By contrast, historic apologies are neither personal, do not accept responsibility and are not an acceptance of wrongdoing. It is pleading on behalf of another who has potentially shown no remorse whatsoever. If we want the word 'sorry' to mean anything at all, let's please stop insisting we use it on behalf of others.

2 comments:

  1. It's a good point Steve and something I've wondered about - I feel a sense of shame about what my country has done in the past, but an apology seems odd seeing as I was not alive and not involved for most of the British history that I'm ashamed about.

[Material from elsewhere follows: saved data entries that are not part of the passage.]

//! Per-market fetch, compare, report and persist cycle.
//!
//! ## Cycle steps (in order):
//! 1. Stamp the fetch time and fetch the market feed
//! 2. Load the feed into a snapshot
//! 3. Read the latest persisted snapshot
//! 4. Compare; on a reportable diff render, log and notify
//! 5. Persist when first observed or structurally changed
//!
//! Fetch, load, compare and store failures abort the cycle before
//! anything is persisted. A failed notification is recorded in the
//! [`CycleReport`] and does not prevent persistence.
//!
//! ## Logging Ownership
//!
//! The engine layer owns lifecycle logging for cycles:
//! - `log_op_start!` at entry
//! - `log_op_end!` on success
//! - `log_op_error!` on failure
//!
//! Lower layers (store, core) use only `tracing::debug!()` for internal details.

#![allow(clippy::result_large_err)]

use listwatch_core::diff::{compare, DiffOptions, DiffOutcome};
use listwatch_core::errors::{ExError, Result};
use listwatch_core::fetcher::FeedFetcher;
use listwatch_core::model::Market;
use listwatch_core::notifier::Notifier;
use listwatch_core::render::render_market_report;
use listwatch_core::snapshot::{content_digest, load_feed, FetchTimestamp, SnapshotStore};
use listwatch_core::{log_op_end, log_op_error, log_op_start};
use listwatch_core_types::schema::EVENT_REPORT;
use listwatch_core_types::CycleId;

/// Source of fetch timestamps
pub trait Clock: Send + Sync {
    fn now(&self) -> FetchTimestamp;
}

/// Wall clock in Taiwan local time
#[derive(Debug, Clone, Copy, Default)]
pub struct SystemClock;

impl Clock for SystemClock {
    fn now(&self) -> FetchTimestamp {
        FetchTimestamp::now()
    }
}

/// Clock frozen at one instant
#[derive(Debug, Clone, Copy)]
pub struct FixedClock(pub FetchTimestamp);

impl Clock for FixedClock {
    fn now(&self) -> FetchTimestamp {
        self.0
    }
}

/// Collaborators and options shared by every cycle of a run
pub struct CycleContext<'a> {
    pub fetcher: &'a dyn FeedFetcher,
    pub store: &'a dyn SnapshotStore,
    pub notifier: &'a dyn Notifier,
    pub clock: &'a dyn Clock,
    pub diff_options: DiffOptions,
}

/// What a cycle found
#[derive(Debug, Clone, Copy, PartialEq, Eq)]
pub enum CycleOutcome {
    /// No history existed; the snapshot became the baseline
    FirstObservation,
    /// Identical to the latest snapshot; nothing written
    Unchanged,
    /// Structurally different from the latest snapshot
    Changed {
        new_count: usize,
        updated_count: usize,
    },
}

/// Summary of one completed cycle
#[derive(Debug, Clone)]
pub struct CycleReport {
    pub cycle_id: CycleId,
    pub market: Market,
    pub fetched_at: FetchTimestamp,
    pub outcome: CycleOutcome,
    /// SHA-256 of the fetched snapshot's at-rest encoding
    pub digest: String,
    /// Rendered report, when there was something to report
    pub report: Option<String>,
    /// Location of the newly persisted snapshot
    pub persisted_to: Option<String>,
    /// Delivery failure of the report, if any
    pub notify_error: Option<ExError>,
}

/// Run one cycle for `market`.
///
/// # Errors
///
/// - `Transport` if the feed cannot be fetched
/// - `Parse`/`Schema` if the feed or the latest snapshot cannot be loaded,
///   or the two do not share a column set
/// - `Io`/`Persistence`/`AlreadyExists` on store failure
pub fn run_market_cycle(market: Market, ctx: &CycleContext<'_>) -> Result<CycleReport> {
    let cycle_id = CycleId::new();
    let span = tracing::info_span!("cycle", cycle_id = %cycle_id, market = market.as_str());
    let _guard = span.enter();

    log_op_start!("market_cycle", market = market.as_str());
    let start = std::time::Instant::now();

    let result = run_market_cycle_impl(market, ctx, cycle_id);

    let elapsed = start.elapsed().as_millis() as u64;
    match &result {
        Ok(report) => log_op_end!(
            "market_cycle",
            duration_ms = elapsed,
            market = market.as_str(),
            outcome = ?report.outcome,
            persisted = report.persisted_to.is_some()
        ),
        Err(e) => {
            let e_clone = e.clone();
            log_op_error!(
                "market_cycle",
                e_clone,
                duration_ms = elapsed,
                market = market.as_str()
            );
        }
    }
    result
}

fn run_market_cycle_impl(
    market: Market,
    ctx: &CycleContext<'_>,
    cycle_id: CycleId,
) -> Result<CycleReport> {
    let fetched_at = ctx.clock.now();
    let text = ctx.fetcher.fetch(market)?;
    let snapshot = load_feed(&text, market)?;
    let digest = content_digest(&snapshot)?;

    let previous = ctx.store.latest(market)?;
    let outcome = compare(
        &snapshot,
        previous.as_ref().map(|p| &p.snapshot),
        &ctx.diff_options,
    )?;

    let mut report = None;
    let mut notify_error = None;
    if let Some(diff) = outcome.reportable() {
        for change in &diff.changes {
            tracing::debug!(
                uid = %change.uid,
                column = %change.column,
                old = ?change.old,
                new = ?change.new,
                "Cell changed"
            );
        }

        let message = render_market_report(market, diff);
        tracing::info!(
            event = EVENT_REPORT,
            market = market.as_str(),
            new_count = diff.new_count(),
            updated_count = diff.updated_count(),
            "{}",
            message
        );

        if let Err(e) = ctx.notifier.notify(&message) {
            tracing::warn!(
                market = market.as_str(),
                err.code = e.code(),
                error = %e,
                "Report delivery failed; snapshot will still be persisted"
            );
            notify_error = Some(e);
        }
        report = Some(message);
    }

    let persisted_to = if outcome.should_persist() {
        Some(ctx.store.persist(&snapshot, fetched_at)?)
    } else {
        tracing::debug!(market = market.as_str(), "Snapshot unchanged, nothing persisted");
        None
    };

    let outcome = match &outcome {
        DiffOutcome::FirstObservation => CycleOutcome::FirstObservation,
        DiffOutcome::Unchanged => CycleOutcome::Unchanged,
        DiffOutcome::Changed(diff) => CycleOutcome::Changed {
            new_count: diff.new_count(),
            updated_count: diff.updated_count(),
        },
    };

    Ok(CycleReport {
        cycle_id,
        market,
        fetched_at,
        outcome,
        digest,
        report,
        persisted_to,
        notify_error,
    })
}

/// Run one cycle per market in order. A failing market does not stop the
/// ones after it.
pub fn run_cycles(
    markets: &[Market],
    ctx: &CycleContext<'_>,
) -> Vec<(Market, Result<CycleReport>)> {
    markets
        .iter()
        .map(|&market| (market, run_market_cycle(market, ctx)))
        .collect()
}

    I can only think that it comes back to the fact that as individualistic as we think we are, we still maintain some level of collective responsibility - it seems to be the rationale behind a lot of racism, prejudice and stereotyping - cos people see some one of a particular race, gender, nationality etc etc etc acting in a particular way, they hold all of that group responsible and maintain a grudge accordingly. One of my grandparents was inherently suspicious and disliked German people because of the Second World War. As advanced as we think we might be, there's a part of us that rationalises holding entire people groups responsible for the actions of a few. And so perhaps, there is also a residual shame when it is our own people group who have perpetrated something terrible.

    But it is interesting how much easier it is to apologise for the horrific acts of others than to own up and apologise for the horrific things that I have done in my own life ... Element of the speck and the plank, do you think?